[Start of section]

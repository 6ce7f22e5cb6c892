use std::path::PathBuf;
use std::time::Duration;

use uuid::Uuid;
use virusscan_proto::keys::{KeySpace, RESULT_TTL_SECS};

use crate::{SharedRedis, MAX_CHUNK_BYTES};

#[derive(Debug, thiserror::Error)]
pub enum ReaderError {
    #[error("redis error: {0}")]
    Redis(#[from] virusscan_redis::RedisError),
    #[error("io error: {0}")]
    Io(#[from] std::io::Error),
}

/// Consumer-side half of a `DataProvider`: a lazy, finite, non-restartable
/// sequence of byte chunks, reconstructed from wherever the Producer put
/// the body.
pub enum Reader {
    Inline {
        body: Option<Vec<u8>>,
    },
    Stream {
        redis: SharedRedis,
        chunks_key: String,
        done_key: String,
        verified_key: String,
        move_timeout: Duration,
    },
    SharedDisk {
        path: PathBuf,
        file: tokio::fs::File,
    },
}

impl Reader {
    pub fn inline(body: Vec<u8>) -> Self {
        Reader::Inline { body: Some(body) }
    }

    pub fn stream(
        redis: SharedRedis,
        keys: &KeySpace,
        task_id: Uuid,
        move_timeout: Duration,
    ) -> Self {
        Reader::Stream {
            redis,
            chunks_key: keys.chunks(task_id),
            done_key: keys.chunks_done(task_id),
            verified_key: keys.chunks_verified(task_id),
            move_timeout,
        }
    }

    pub async fn shared_disk(path: PathBuf) -> Result<Self, ReaderError> {
        let file = tokio::fs::File::open(&path).await?;
        Ok(Reader::SharedDisk { path, file })
    }

    /// Yield the next chunk, or `None` on EOF. Never restartable: once this
    /// returns `None`, subsequent calls also return `None`.
    ///
    /// For STREAM, each successful `BLMOVE` simultaneously claims the chunk
    /// for scanning and records it in `:verified` — consumption and
    /// verification are the same atomic step, which is why the `:verified`
    /// cleanup on an INFECTED verdict (`cleanup_infected`) is what actually
    /// enforces "never hand infected bytes downstream", not the order in
    /// which we happen to call clamd.
    pub async fn next_chunk(&mut self) -> Result<Option<Vec<u8>>, ReaderError> {
        match self {
            Reader::Inline { body } => Ok(body.take()),
            Reader::Stream {
                redis,
                chunks_key,
                done_key,
                verified_key,
                move_timeout,
            } => loop {
                if let Some(chunk) = redis.blmove(chunks_key, verified_key, *move_timeout).await? {
                    return Ok(Some(chunk));
                }
                let done = redis.exists(done_key).await?;
                let remaining = redis.llen(chunks_key).await?;
                if done && remaining == 0 {
                    return Ok(None);
                }
                // Producer hasn't finished yet; a `BLMOVE` timeout here is
                // expected and not an error, so loop and wait again.
            },
            Reader::SharedDisk { file, .. } => {
                use tokio::io::AsyncReadExt;
                let mut buf = vec![0u8; MAX_CHUNK_BYTES];
                let n = file.read(&mut buf).await?;
                if n == 0 {
                    Ok(None)
                } else {
                    buf.truncate(n);
                    Ok(Some(buf))
                }
            }
        }
    }

    /// Called once, after a CLEAN verdict: release any provider-owned
    /// resources that should not outlive the task.
    pub async fn finalize_consume(self) -> Result<(), ReaderError> {
        match self {
            Reader::Inline { .. } => Ok(()),
            Reader::Stream {
                redis, verified_key, ..
            } => {
                // The relay reads `:verified` after the verdict; bound its
                // lifetime so it does not leak if the relay never shows up.
                redis.expire(&verified_key, RESULT_TTL_SECS).await?;
                Ok(())
            }
            Reader::SharedDisk { path, .. } => {
                tokio::fs::remove_file(&path).await.or_else(|err| {
                    if err.kind() == std::io::ErrorKind::NotFound {
                        Ok(())
                    } else {
                        Err(err)
                    }
                })?;
                Ok(())
            }
        }
    }

    /// Called once, after an INFECTED verdict: delete any verified/staged
    /// bytes so they are never handed to a downstream reader (spec §3
    /// invariant: `|chunks:verified| == 0` after INFECTED completion).
    pub async fn cleanup_infected(self) -> Result<(), ReaderError> {
        match self {
            Reader::Inline { .. } => Ok(()),
            Reader::Stream {
                redis, verified_key, ..
            } => {
                redis.del(&verified_key).await?;
                Ok(())
            }
            Reader::SharedDisk { path, .. } => {
                tokio::fs::remove_file(&path).await.or_else(|err| {
                    if err.kind() == std::io::ErrorKind::NotFound {
                        Ok(())
                    } else {
                        Err(err)
                    }
                })?;
                Ok(())
            }
        }
    }
}

#[cfg(test)]
mod tests {
    use super::*;
    use std::sync::Arc;
    use virusscan_redis::fake::FakeRedis;
    use virusscan_redis::RedisLike;

    #[tokio::test]
    async fn inline_reader_yields_exactly_one_chunk_even_when_empty() {
        let mut r = Reader::inline(Vec::new());
        assert_eq!(r.next_chunk().await.unwrap(), Some(Vec::new()));
        assert_eq!(r.next_chunk().await.unwrap(), None);
    }

    #[tokio::test]
    async fn stream_reader_drains_then_sees_done_sentinel() {
        let redis: SharedRedis = Arc::new(FakeRedis::new());
        let keys = KeySpace::new("vs");
        let task_id = Uuid::new_v4();
        redis.rpush(&keys.chunks(task_id), b"a".to_vec()).await.unwrap();
        redis.rpush(&keys.chunks(task_id), b"b".to_vec()).await.unwrap();
        redis
            .set(&keys.chunks_done(task_id), b"1".to_vec(), None)
            .await
            .unwrap();

        let mut r = Reader::stream(redis.clone(), &keys, task_id, Duration::from_millis(20));
        assert_eq!(r.next_chunk().await.unwrap(), Some(b"a".to_vec()));
        assert_eq!(r.next_chunk().await.unwrap(), Some(b"b".to_vec()));
        assert_eq!(r.next_chunk().await.unwrap(), None);

        assert_eq!(redis.llen(&keys.chunks_verified(task_id)).await.unwrap(), 2);
    }

    #[tokio::test]
    async fn cleanup_infected_deletes_verified_list() {
        let redis: SharedRedis = Arc::new(FakeRedis::new());
        let keys = KeySpace::new("vs");
        let task_id = Uuid::new_v4();
        redis
            .rpush(&keys.chunks_verified(task_id), b"a".to_vec())
            .await
            .unwrap();

        let r = Reader::stream(redis.clone(), &keys, task_id, Duration::from_millis(20));
        r.cleanup_infected().await.unwrap();
        assert_eq!(redis.llen(&keys.chunks_verified(task_id)).await.unwrap(), 0);
    }

    #[tokio::test]
    async fn shared_disk_reader_streams_file_in_chunks_then_eof() {
        let dir = tempfile::tempdir().unwrap();
        let path = dir.path().join("body");
        tokio::fs::write(&path, b"hello world").await.unwrap();

        let mut r = Reader::shared_disk(path.clone()).await.unwrap();
        let mut collected = Vec::new();
        while let Some(chunk) = r.next_chunk().await.unwrap() {
            collected.extend(chunk);
        }
        assert_eq!(collected, b"hello world");
    }

    #[tokio::test]
    async fn finalize_consume_removes_shared_disk_file() {
        let dir = tempfile::tempdir().unwrap();
        let path = dir.path().join("body");
        tokio::fs::write(&path, b"x").await.unwrap();

        let r = Reader::shared_disk(path.clone()).await.unwrap();
        r.finalize_consume().await.unwrap();
        assert!(!path.exists());
    }
}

[End of section]

The whole listing is needed again, word for word.

repository 6ce7f22e5cb6c892
use std::path::PathBuf;
use std::time::Duration;

use uuid::Uuid;
use virusscan_proto::keys::{KeySpace, RESULT_TTL_SECS};

use crate::{SharedRedis, MAX_CHUNK_BYTES};

#[derive(Debug, thiserror::Error)]
pub enum ReaderError {
    #[error("redis error: {0}")]
    Redis(#[from] virusscan_redis::RedisError),
    #[error("io error: {0}")]
    Io(#[from] std::io::Error),
}

/// Consumer-side half of a `DataProvider`: a lazy, finite, non-restartable
/// sequence of byte chunks, reconstructed from wherever the Producer put
/// the body.
pub enum Reader {
    Inline {
        body: Option<Vec<u8>>,
    },
    Stream {
        redis: SharedRedis,
        chunks_key: String,
        done_key: String,
        verified_key: String,
        move_timeout: Duration,
    },
    SharedDisk {
        path: PathBuf,
        file: tokio::fs::File,
    },
}

impl Reader {
    pub fn inline(body: Vec<u8>) -> Self {
        Reader::Inline { body: Some(body) }
    }

    pub fn stream(
        redis: SharedRedis,
        keys: &KeySpace,
        task_id: Uuid,
        move_timeout: Duration,
    ) -> Self {
        Reader::Stream {
            redis,
            chunks_key: keys.chunks(task_id),
            done_key: keys.chunks_done(task_id),
            verified_key: keys.chunks_verified(task_id),
            move_timeout,
        }
    }

    pub async fn shared_disk(path: PathBuf) -> Result<Self, ReaderError> {
        let file = tokio::fs::File::open(&path).await?;
        Ok(Reader::SharedDisk { path, file })
    }

    /// Yield the next chunk, or `None` on EOF. Never restartable: once this
    /// returns `None`, subsequent calls also return `None`.
    ///
    /// For STREAM, each successful `BLMOVE` simultaneously claims the chunk
    /// for scanning and records it in `:verified` — consumption and
    /// verification are the same atomic step, which is why the `:verified`
    /// cleanup on an INFECTED verdict (`cleanup_infected`) is what actually
    /// enforces "never hand infected bytes downstream", not the order in
    /// which we happen to call clamd.
    pub async fn next_chunk(&mut self) -> Result<Option<Vec<u8>>, ReaderError> {
        match self {
            Reader::Inline { body } => Ok(body.take()),
            Reader::Stream {
                redis,
                chunks_key,
                done_key,
                verified_key,
                move_timeout,
            } => loop {
                if let Some(chunk) = redis.blmove(chunks_key, verified_key, *move_timeout).await? {
                    return Ok(Some(chunk));
                }
                let done = redis.exists(done_key).await?;
                let remaining = redis.llen(chunks_key).await?;
                if done && remaining == 0 {
                    return Ok(None);
                }
                // Producer hasn't finished yet; a `BLMOVE` timeout here is
                // expected and not an error, so loop and wait again.
            },
            Reader::SharedDisk { file, .. } => {
                use tokio::io::AsyncReadExt;
                let mut buf = vec![0u8; MAX_CHUNK_BYTES];
                let n = file.read(&mut buf).await?;
                if n == 0 {
                    Ok(None)
                } else {
                    buf.truncate(n);
                    Ok(Some(buf))
                }
            }
        }
    }

    /// Called once, after a CLEAN verdict: release any provider-owned
    /// resources that should not outlive the task.
    pub async fn finalize_consume(self) -> Result<(), ReaderError> {
        match self {
            Reader::Inline { .. } => Ok(()),
            Reader::Stream {
                redis, verified_key, ..
            } => {
                // The relay reads `:verified` after the verdict; bound its
                // lifetime so it does not leak if the relay never shows up.
                redis.expire(&verified_key, RESULT_TTL_SECS).await?;
                Ok(())
            }
            Reader::SharedDisk { path, .. } => {
                tokio::fs::remove_file(&path).await.or_else(|err| {
                    if err.kind() == std::io::ErrorKind::NotFound {
                        Ok(())
                    } else {
                        Err(err)
                    }
                })?;
                Ok(())
            }
        }
    }

    /// Called once, after an INFECTED verdict: delete any verified/staged
    /// bytes so they are never handed to a downstream reader (spec §3
    /// invariant: `|chunks:verified| == 0` after INFECTED completion).
    pub async fn cleanup_infected(self) -> Result<(), ReaderError> {
        match self {
            Reader::Inline { .. } => Ok(()),
            Reader::Stream {
                redis, verified_key, ..
            } => {
                redis.del(&verified_key).await?;
                Ok(())
            }
            Reader::SharedDisk { path, .. } => {
                tokio::fs::remove_file(&path).await.or_else(|err| {
                    if err.kind() == std::io::ErrorKind::NotFound {
                        Ok(())
                    } else {
                        Err(err)
                    }
                })?;
                Ok(())
            }
        }
    }
}

#[cfg(test)]
mod tests {
    use super::*;
    use std::sync::Arc;
    use virusscan_redis::fake::FakeRedis;
    use virusscan_redis::RedisLike;

    #[tokio::test]
    async fn inline_reader_yields_exactly_one_chunk_even_when_empty() {
        let mut r = Reader::inline(Vec::new());
        assert_eq!(r.next_chunk().await.unwrap(), Some(Vec::new()));
        assert_eq!(r.next_chunk().await.unwrap(), None);
    }

    #[tokio::test]
    async fn stream_reader_drains_then_sees_done_sentinel() {
        let redis: SharedRedis = Arc::new(FakeRedis::new());
        let keys = KeySpace::new("vs");
        let task_id = Uuid::new_v4();
        redis.rpush(&keys.chunks(task_id), b"a".to_vec()).await.unwrap();
        redis.rpush(&keys.chunks(task_id), b"b".to_vec()).await.unwrap();
        redis
            .set(&keys.chunks_done(task_id), b"1".to_vec(), None)
            .await
            .unwrap();

        let mut r = Reader::stream(redis.clone(), &keys, task_id, Duration::from_millis(20));
        assert_eq!(r.next_chunk().await.unwrap(), Some(b"a".to_vec()));
        assert_eq!(r.next_chunk().await.unwrap(), Some(b"b".to_vec()));
        assert_eq!(r.next_chunk().await.unwrap(), None);

        assert_eq!(redis.llen(&keys.chunks_verified(task_id)).await.unwrap(), 2);
    }

    #[tokio::test]
    async fn cleanup_infected_deletes_verified_list() {
        let redis: SharedRedis = Arc::new(FakeRedis::new());
        let keys = KeySpace::new("vs");
        let task_id = Uuid::new_v4();
        redis
            .rpush(&keys.chunks_verified(task_id), b"a".to_vec())
            .await
            .unwrap();

        let r = Reader::stream(redis.clone(), &keys, task_id, Duration::from_millis(20));
        r.cleanup_infected().await.unwrap();
        assert_eq!(redis.llen(&keys.chunks_verified(task_id)).await.unwrap(), 0);
    }

    #[tokio::test]
    async fn shared_disk_reader_streams_file_in_chunks_then_eof() {
        let dir = tempfile::tempdir().unwrap();
        let path = dir.path().join("body");
        tokio::fs::write(&path, b"hello world").await.unwrap();

        let mut r = Reader::shared_disk(path.clone()).await.unwrap();
        let mut collected = Vec::new();
        while let Some(chunk) = r.next_chunk().await.unwrap() {
            collected.extend(chunk);
        }
        assert_eq!(collected, b"hello world");
    }

    #[tokio::test]
    async fn finalize_consume_removes_shared_disk_file() {
        let dir = tempfile::tempdir().unwrap();
        let path = dir.path().join("body");
        tokio::fs::write(&path, b"x").await.unwrap();

        let r = Reader::shared_disk(path.clone()).await.unwrap();
        r.finalize_consume().await.unwrap();
        assert!(!path.exists());
    }
}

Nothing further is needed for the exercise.